6.2 Running the mlflow_tracking.py
example (Scenario 1)
The mlflow_tracking.py
example code is as follows:
import os
from random import random, randint
from mlflow import set_tracking_uri, get_tracking_uri, log_metric, log_param, log_artifacts
if __name__ == "__main__":
set_tracking_uri("./mlruns") # Scenario 1: we set here its default value, just for clarity
tracking_uri = get_tracking_uri()
print("Current tracking uri: {}".format(tracking_uri))

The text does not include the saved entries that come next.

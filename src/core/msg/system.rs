use serde::{Deserialize, Serialize};

/// Process lifecycle and status line messages
#[derive(Debug, Clone, PartialEq, Serialize, Deserialize)]
pub enum SystemMsg {
    Quit,
    Suspend,
    Resume,
    Resize(u16, u16),

    UpdateStatusMessage(String),
    ClearStatusMessage,
    /// Shown on the status line prefixed with `Error:`.
    ShowError(String),
}

#[cfg(test)]
mod tests {
    use color_eyre::Result;
    use pretty_assertions::assert_eq;

    use super::*;

    #[test]
    fn test_status_message_survives_json() -> Result<()> {
        let msg = SystemMsg::UpdateStatusMessage("No card selected".to_string());
        let json = serde_json::to_string(&msg)?;

        assert_eq!(json, r#"{"UpdateStatusMessage":"No card selected"}"#);
        assert_eq!(serde_json::from_str::<SystemMsg>(&json)?, msg);
        Ok(())
    }

    #[test]
    fn test_resize_carries_dimensions() {
        assert_ne!(SystemMsg::Resize(80, 24), SystemMsg::Resize(24, 80));
    }
}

# Log a parameter (key-value pair)
log_param("param1", randint(0, 100))
# Log a metric; metrics can be updated throughout the run
log_metric("foo", random())
log_metric("foo", random() + 1)
log_metric("foo", random() + 2)
# Log an artifact (output file)
if not os.path.exists("outputs"):
os.makedirs("outputs")
with open("outputs/test.txt", "w") as f:
f.write("hello world!")
log_artifacts("outputs")
Move to your first terminal, and run the former example with:
$ conda activate mlflow
(mlflow)$
(mlflow)$ python examples/quickstart/mlflow_tracking.py
Current tracking uri: ./mlruns
(mlflow)$
This sample ML application utilizes the MLflow Tracking client API to log tracking data in the ./mlruns
directory.
These logs can be viewed through the Tracking UI, which is a component of the Tracking service that allows users to navigate and view all tracked data for each training run.

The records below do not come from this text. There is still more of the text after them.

//! Data and config directory resolution

use std::path::PathBuf;

use directories::ProjectDirs;
use lazy_static::lazy_static;

lazy_static! {
    pub static ref PROJECT_NAME: String = env!("CARGO_CRATE_NAME").to_uppercase();
    pub static ref DATA_FOLDER: Option<PathBuf> =
        std::env::var(format!("{}_DATA", PROJECT_NAME.clone()))
            .ok()
            .map(PathBuf::from);
    pub static ref CONFIG_FOLDER: Option<PathBuf> =
        std::env::var(format!("{}_CONFIG", PROJECT_NAME.clone()))
            .ok()
            .map(PathBuf::from);
    pub static ref LOG_ENV: String = format!("{}_LOGLEVEL", PROJECT_NAME.clone());
    pub static ref LOG_FILE: String = format!("{}.log", env!("CARGO_PKG_NAME"));
}

fn project_directory() -> Option<ProjectDirs> {
    ProjectDirs::from("com", "example", env!("CARGO_PKG_NAME"))
}

pub fn get_data_dir() -> PathBuf {
    if let Some(s) = DATA_FOLDER.clone() {
        s
    } else if let Some(proj_dirs) = project_directory() {
        proj_dirs.data_local_dir().to_path_buf()
    } else {
        PathBuf::from(".").join(".data")
    }
}

pub fn get_config_dir() -> PathBuf {
    if let Some(s) = CONFIG_FOLDER.clone() {
        s
    } else if let Some(proj_dirs) = project_directory() {
        proj_dirs.config_local_dir().to_path_buf()
    } else {
        PathBuf::from(".").join(".config")
    }
}

pub fn version() -> String {
    let author = clap::crate_authors!();

    let commit_hash = env!("_GIT_INFO");

    let config_dir_path = get_config_dir().display().to_string();
    let data_dir_path = get_data_dir().display().to_string();

    format!(
        "\
{commit_hash}

Authors: {author}

Config directory: {config_dir_path}
Data directory: {data_dir_path}"
    )
}

#[cfg(test)]
mod tests {
    use pretty_assertions::assert_eq;

    use super::*;

    #[test]
    fn test_env_var_names() {
        assert_eq!(PROJECT_NAME.as_str(), "HELLONEWS");
        assert_eq!(LOG_ENV.as_str(), "HELLONEWS_LOGLEVEL");
        assert_eq!(LOG_FILE.as_str(), "hellonews.log");
    }

    #[test]
    fn test_version_mentions_directories() {
        let v = version();
        assert!(v.contains("Config directory:"));
        assert!(v.contains("Data directory:"));
    }
}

In this scenario 1, each tracked run data is in a guid folder under mlruns/0
. Here 0
is the default experiment.
$ tree .
.
├── README.md
├── conda.yaml
├── examples
│ └── quickstart
│ └── mlflow_tracking.py
├── images
│ ├── ...
├── mlflow_doctor.py
├── mlruns
│ ├── 0 # Experiment Id: 0 --> Default Experiment
│ │ ├── 176cb304d9c34a559a50fd34e3ffd0dc # Run Id: 176cb304d9c34a559a50fd34e3ffd0dc --> masked-show-660
│ │ │ ├── artifacts
│ │ │ │ └── test.txt
│ │ │ ├── meta.yaml
│ │ │ ├── metrics
│ │ │ │ └── foo
│ │ │ ├── params
│ │ │ │ └── param1
│ │ │ └── tags
│ │ │ ├── mlflow.runName
│ │ │ ├── mlflow.source.git.commit
│ │ │ ├── mlflow.source.name
│ │ │ ├── mlflow.source.type
│ │ │ └── mlflow.user
│ │ ├── f819730ed25d4c888100050277850ab7 # Run Id: f819730ed25d4c888100050277850ab7 --> handsome-goose-822
│ │ │ ├── artifacts
│ │ │ ├── meta.yaml
│ │ │ ├── metrics
│ │ │ ├── params
│ │ │ └── tags
│ │ │ ├── mlflow.runName
│ │ │ ├── mlflow.source.git.commit
│ │ │ ├── mlflow.source.name
│ │ │ ├── mlflow.source.type
│ │ │ └── mlflow.user
│ │ └── meta.yaml
│ └── models
└── outputs # Temporal artifacts store
└── test.txt
17 directories, 27 files
6.4 Viewing the tracked data using the Tracking UI
The Tracking UI is a website that navigates all tracked data and artifacts, that as you know, in this Scenario 1 are under the ./mlruns
folder.
Run the Tracking UI with:
$ export MLFLOW_TRACKING_URL="./mlruns" # ./mlruns is the default value, and we don't really need to set it again
$ mlflow ui --port 5000 # port 5000 is the default port, and we don't really need to set it again
Now in your web browser on: http://localhost:5000
Initially, all runs are grouped under the Default
experiment. You can optionally group runs into new experiments, having together all runs for a specific task.
You can create an experiment using the MLflow UI web app or in your code with the mlflow.create_experiment()
API function.
Both, MLflow API and MLFlow UI, will let you search for experiments and runs too.
You can get the last run details clicking at masked-show-660
:
7. Summary
As you can see, installing and setting up MLflow is straightforward through pip and conda. It includes a comprehensive UI for tracking experiments and runs, which is easy to launch and play around with. To quickly check the setup, you can perform a dummy run using the mlflow.doctor() function. You can find your first basic ML Sample App instrumented for the Tracking API in the GitHub repository for this article.
In summary, MLflow is a powerful tool that simplifies the workflow in Machine Learning. Its user-friendly interface and core components allow Data Scientists and ML engineers to collaborate easily, track and manage their Machine Learning projects, streamline workflows, save time, and improve the overall quality of their work.
In the next issue, we will analyze three basic installation scenarios and demonstrate how to dockerize the final one. See you there!